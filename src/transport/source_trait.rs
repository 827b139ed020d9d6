//! Trait abstraction for datagram input to enable testing

use async_trait::async_trait;
use std::io;
use std::net::SocketAddr;

/// Trait for receiving raw telemetry datagrams
///
/// The ingestion loop is written against this trait so tests can feed it
/// canned datagrams without a socket. `recv` blocks until a datagram
/// arrives; an `Err` means the transport is gone for good.
#[async_trait]
pub trait DatagramSource: Send {
    /// Receive one datagram and the address it came from
    async fn recv(&mut self) -> io::Result<(Vec<u8>, SocketAddr)>;
}
//! # MFTL Protocol Module
//!
//! Implementation of the MFTL telemetry wire format spoken by makeflight
//! flight controllers over UDP.
//!
//! This module handles:
//! - Telemetry record decoding (fixed-size, little-endian, magic-prefixed)
//! - Record encoding for loopback and simulation use
//! - Application-level sample validation (version, motor count)

pub mod protocol;
pub mod encoder;
pub mod decoder;
pub mod validator;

TASK TO CARRY OUT:
In the listing above, find the line with "MFTL Protocol Module" and set down that line and all after it exactly, through the final line.

EXERCISE RESULT:
//! # MFTL Protocol Module
//!
//! Implementation of the MFTL telemetry wire format spoken by makeflight
//! flight controllers over UDP.
//!
//! This module handles:
//! - Telemetry record decoding (fixed-size, little-endian, magic-prefixed)
//! - Record encoding for loopback and simulation use
//! - Application-level sample validation (version, motor count)

pub mod protocol;
pub mod encoder;
pub mod decoder;
pub mod validator;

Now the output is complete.